No terceiro e no segundo andares, acontece, até o dia 28 de agosto, a mostra IBERÊ CAMARGO E O AMBIENTE CULTURAL BRASILEIRO DO PÓS-GUERRA. Com obras modernistas de Iberê e de outros 23 artistas, essa exposição apresenta um tocante recorte da arte não figurativa brasileira.
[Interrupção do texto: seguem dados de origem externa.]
//! Migration executor.
//!
//! This module applies stored migrations against a database. Every
//! migration runs in its own transaction together with the tracking row that
//! marks it applied, so it either lands completely or not at all.

use sqlx::any::AnyPoolOptions;
use sqlx::AnyPool;
use tracing::{debug, info};

use crate::error::{MigrateError, Result};
use crate::history::{self, MigrationHistory, CREATE_MIGRATIONS_TABLE_SQL};
use crate::migration::{Migration, MigrationStore};

/// Connects a pool for the executor.
///
/// The URL scheme picks the driver, e.g. `postgres://...` or
/// `sqlite::memory:`.
///
/// # Errors
///
/// Returns [`MigrateError::Database`] if the URL is invalid or the database
/// is unreachable.
pub async fn connect(url: &str, max_connections: u32) -> Result<AnyPool> {
    sqlx::any::install_default_drivers();
    let pool = AnyPoolOptions::new()
        .max_connections(max_connections)
        .connect(url)
        .await?;
    Ok(pool)
}

/// Executes migrations against a database.
#[derive(Debug, Clone)]
pub struct MigrationExecutor {
    pool: AnyPool,
    history: MigrationHistory,
    dry_run: bool,
}

impl MigrationExecutor {
    /// Creates a new migration executor.
    #[must_use]
    pub fn new(pool: AnyPool) -> Self {
        let history = MigrationHistory::new(pool.clone());
        Self {
            pool,
            history,
            dry_run: false,
        }
    }

    /// Enables dry-run mode (SQL is printed but not executed).
    #[must_use]
    pub const fn dry_run(mut self, enabled: bool) -> Self {
        self.dry_run = enabled;
        self
    }

    /// Ensures the tracking table exists. Does nothing in dry-run mode.
    ///
    /// # Errors
    ///
    /// Returns [`MigrateError::Database`] if the table cannot be created.
    pub async fn init(&self) -> Result<()> {
        if !self.dry_run {
            self.history.ensure_table().await?;
        }
        Ok(())
    }

    /// Returns the migration history.
    #[must_use]
    pub const fn history(&self) -> &MigrationHistory {
        &self.history
    }

    /// Checks if a migration has been applied.
    ///
    /// # Errors
    ///
    /// Returns [`MigrateError::Database`] if the tracking table cannot be
    /// read.
    pub async fn is_applied(&self, id: i64) -> Result<bool> {
        self.history.is_applied(id).await
    }

    /// Applies a single migration.
    ///
    /// # Errors
    ///
    /// Fails with [`MigrateError::AlreadyApplied`] if the id is already
    /// recorded, either before the transaction starts or when inserting the
    /// tracking row hits a unique violation. Any other failure rolls the
    /// whole migration back and is returned as
    /// [`MigrateError::Database`]; the migration can be retried once the
    /// cause is fixed.
    ///
    /// Two concurrent applies of the same migration do not always end in
    /// [`MigrateError::AlreadyApplied`] for the loser. On Postgres the losing
    /// transaction usually blocks on the winner's DDL and then fails on its
    /// own DDL (a table that now exists, say) before it reaches the tracking
    /// row, which surfaces as a plain [`MigrateError::Database`]. Either way
    /// nothing of the losing transaction is kept.
    pub async fn apply(&self, migration: &Migration) -> Result<()> {
        let id = migration.id();
        info!(id, "Applying migration");

        if self.dry_run {
            println!("-- migration {id}");
            if !migration.ddl().is_empty() {
                println!("{}", migration.ddl());
            }
            return Ok(());
        }

        if self.history.is_applied(id).await? {
            return Err(MigrateError::AlreadyApplied { id });
        }

        // Dropping the transaction without commit rolls it back, on error and
        // on cancellation alike.
        let mut tx = self.pool.begin().await?;

        sqlx::query(CREATE_MIGRATIONS_TABLE_SQL)
            .execute(&mut *tx)
            .await?;

        if !migration.ddl().is_empty() {
            debug!(sql = %migration.ddl(), "Executing SQL");
            sqlx::raw_sql(migration.ddl()).execute(&mut *tx).await?;
        }

        match MigrationHistory::record_applied(&mut *tx, id).await {
            Ok(()) => {}
            Err(e) if history::is_unique_violation(&e) => {
                return Err(MigrateError::AlreadyApplied { id });
            }
            Err(e) => return Err(e.into()),
        }

        tx.commit().await?;

        info!(id, "Migration applied successfully");

        Ok(())
    }

    /// Returns the stored migrations that have not been applied, in id
    /// order.
    ///
    /// # Errors
    ///
    /// Returns an error if the tracking table or the migration folder cannot
    /// be read.
    pub async fn load_unapplied(&self, store: &MigrationStore) -> Result<Vec<Migration>> {
        let applied = self.history.applied_ids().await?;
        Ok(store
            .load_all()?
            .into_iter()
            .filter(|m| applied.binary_search(&m.id()).is_err())
            .collect())
    }

    /// Whether any stored migration is still unapplied.
    ///
    /// # Errors
    ///
    /// Same as [`MigrationExecutor::load_unapplied`].
    pub async fn must_apply(&self, store: &MigrationStore) -> Result<bool> {
        Ok(!self.load_unapplied(store).await?.is_empty())
    }

    /// Applies every unapplied migration in id order and returns the applied
    /// ids. Stops at the first failure; migrations applied before it stay
    /// applied.
    ///
    /// # Errors
    ///
    /// Returns the first error from [`MigrationExecutor::load_unapplied`] or
    /// [`MigrationExecutor::apply`].
    pub async fn apply_pending(&self, store: &MigrationStore) -> Result<Vec<i64>> {
        let pending = self.load_unapplied(store).await?;
        if pending.is_empty() {
            info!("No migrations to apply");
        }

        let mut applied = Vec::with_capacity(pending.len());
        for migration in &pending {
            self.apply(migration).await?;
            applied.push(migration.id());
        }
        Ok(applied)
    }
}

#[cfg(test)]
mod tests {
    use super::*;
    use std::fs;

    use strata_core::Description;

    async fn create_test_pool() -> AnyPool {
        connect("sqlite::memory:", 1)
            .await
            .expect("Failed to create in-memory SQLite pool")
    }

    async fn table_exists(pool: &AnyPool, name: &str) -> bool {
        let row: Option<String> =
            sqlx::query_scalar("SELECT name FROM sqlite_master WHERE type = 'table' AND name = $1")
                .bind(name)
                .fetch_optional(pool)
                .await
                .unwrap();
        row.is_some()
    }

    /// Writes a hand-made migration file and loads it back.
    fn raw_migration(store: &MigrationStore, id: i64, ddl: &str) -> Migration {
        fs::create_dir_all(store.folder()).unwrap();
        let content = serde_json::json!({
            "description": Description::default(),
            "ddl": ddl,
        });
        fs::write(
            store.folder().join(format!("{id}.json")),
            content.to_string(),
        )
        .unwrap();
        store.load(id).unwrap()
    }

    #[tokio::test]
    async fn test_apply_creates_tracking_table() {
        let pool = create_test_pool().await;
        let executor = MigrationExecutor::new(pool.clone());
        let dir = tempfile::tempdir().unwrap();
        let store = MigrationStore::new(dir.path());
        let migration = raw_migration(&store, 0, "CREATE TABLE users (id INTEGER PRIMARY KEY)");

        assert!(!table_exists(&pool, "_migrations").await);
        executor.apply(&migration).await.unwrap();

        assert!(table_exists(&pool, "users").await);
        assert!(table_exists(&pool, "_migrations").await);
        assert!(executor.is_applied(0).await.unwrap());
    }

    #[tokio::test]
    async fn test_reapply_is_rejected() {
        let pool = create_test_pool().await;
        let executor = MigrationExecutor::new(pool.clone());
        let dir = tempfile::tempdir().unwrap();
        let store = MigrationStore::new(dir.path());
        let migration = raw_migration(&store, 0, "CREATE TABLE counter (n INTEGER)");

        executor.apply(&migration).await.unwrap();
        let err = executor.apply(&migration).await.unwrap_err();
        assert!(matches!(err, MigrateError::AlreadyApplied { id: 0 }));

        // The DDL did not run a second time.
        assert!(table_exists(&pool, "counter").await);
        assert_eq!(executor.history().applied_ids().await.unwrap(), vec![0]);
    }

    #[tokio::test]
    async fn test_failed_migration_rolls_back() {
        let pool = create_test_pool().await;
        let executor = MigrationExecutor::new(pool.clone());
        let dir = tempfile::tempdir().unwrap();
        let store = MigrationStore::new(dir.path());
        let migration = raw_migration(
            &store,
            0,
            "CREATE TABLE widgets (id INTEGER);\nCREATE TABLE widgets (id INTEGER);",
        );

        let err = executor.apply(&migration).await.unwrap_err();
        assert!(matches!(err, MigrateError::Database(_)));

        assert!(!table_exists(&pool, "widgets").await);
        assert!(!table_exists(&pool, "_migrations").await);
        assert!(!executor.is_applied(0).await.unwrap());

        // Retrying after a fix succeeds.
        let fixed = raw_migration(&store, 0, "CREATE TABLE widgets (id INTEGER);");
        executor.apply(&fixed).await.unwrap();
        assert!(executor.is_applied(0).await.unwrap());
    }

    #[tokio::test]
    async fn test_unique_violation_on_record_is_already_applied() {
        let pool = create_test_pool().await;
        let executor = MigrationExecutor::new(pool.clone());
        let dir = tempfile::tempdir().unwrap();
        let store = MigrationStore::new(dir.path());
        // The id gets recorded between the applied check and the tracking
        // insert, as when a concurrent apply commits in that window.
        let migration = raw_migration(
            &store,
            0,
            "CREATE TABLE gadgets (id INTEGER);\nINSERT INTO _migrations (id_) VALUES (0);",
        );

        let err = executor.apply(&migration).await.unwrap_err();
        assert!(matches!(err, MigrateError::AlreadyApplied { id: 0 }));

        // The whole transaction was rolled back.
        assert!(!table_exists(&pool, "gadgets").await);
        assert!(!table_exists(&pool, "_migrations").await);
        assert!(!executor.is_applied(0).await.unwrap());
    }

    #[tokio::test]
    async fn test_empty_migration_is_recorded() {
        let pool = create_test_pool().await;
        let executor = MigrationExecutor::new(pool);
        let dir = tempfile::tempdir().unwrap();
        let store = MigrationStore::new(dir.path());
        let migration = raw_migration(&store, 0, "");

        executor.apply(&migration).await.unwrap();
        assert!(executor.is_applied(0).await.unwrap());
    }

    #[tokio::test]
    async fn test_apply_pending() {
        let pool = create_test_pool().await;
        let executor = MigrationExecutor::new(pool.clone());
        let dir = tempfile::tempdir().unwrap();
        let store = MigrationStore::new(dir.path());

        raw_migration(&store, 0, "CREATE TABLE users (id INTEGER PRIMARY KEY)");
        raw_migration(&store, 1, "ALTER TABLE users ADD COLUMN nick TEXT");
        assert!(executor.must_apply(&store).await.unwrap());
        assert_eq!(executor.load_unapplied(&store).await.unwrap().len(), 2);

        assert_eq!(executor.apply_pending(&store).await.unwrap(), vec![0, 1]);
        assert!(!executor.must_apply(&store).await.unwrap());
        assert!(executor.apply_pending(&store).await.unwrap().is_empty());

        raw_migration(&store, 2, "ALTER TABLE users ADD COLUMN bio TEXT");
        let pending = executor.load_unapplied(&store).await.unwrap();
        assert_eq!(pending.len(), 1);
        assert_eq!(pending[0].id(), 2);
        assert_eq!(executor.apply_pending(&store).await.unwrap(), vec![2]);

        sqlx::query("INSERT INTO users (id, nick, bio) VALUES (1, 'a', 'b')")
            .execute(&pool)
            .await
            .unwrap();
    }

    #[tokio::test]
    async fn test_dry_run() {
        let pool = create_test_pool().await;
        let executor = MigrationExecutor::new(pool.clone()).dry_run(true);
        let dir = tempfile::tempdir().unwrap();
        let store = MigrationStore::new(dir.path());
        let migration = raw_migration(&store, 0, "CREATE TABLE ghosts (id INTEGER)");

        executor.init().await.unwrap();
        executor.apply(&migration).await.unwrap();

        assert!(!table_exists(&pool, "ghosts").await);
        assert!(!table_exists(&pool, "_migrations").await);
    }
}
Segundo a Fundação Iberê Camargo,
[...] o objetivo da exposição é mostrar ao público a transformação conceitual pela qual a arte brasileira passou entre as décadas de 1950 e 1970. Embora as obras da mostra revelem o caráter heterogêneo da produção do período, é possível apontar duas correntes principais: a dos concretistas, que projetavam sua obra racionalmente e a priori, e a dos abstracionistas, cujo trabalho final era determinado predominantemente durante o processo de execução.
Para finalizar, não deixe de apreciar um saboroso café na cafeteira PRESS, anexada à Fundação, com uma vista excepcional do lago Guaíba e o seu singular crepúsculo. Sugiro um exótico café que tomei, de nome imperioso: ROMANO. Apesar do pomposo título, sua fórmula é supersimples: café com raspas de limão. Pode parecer estranho, mas é uma delícia latina. Outra opção bacana para desfrutar o pôr do sol nesse aconchegante ambiente é regar o momento com uma taça de vinho, mas te liga que o estabelecimento fecha às 20h.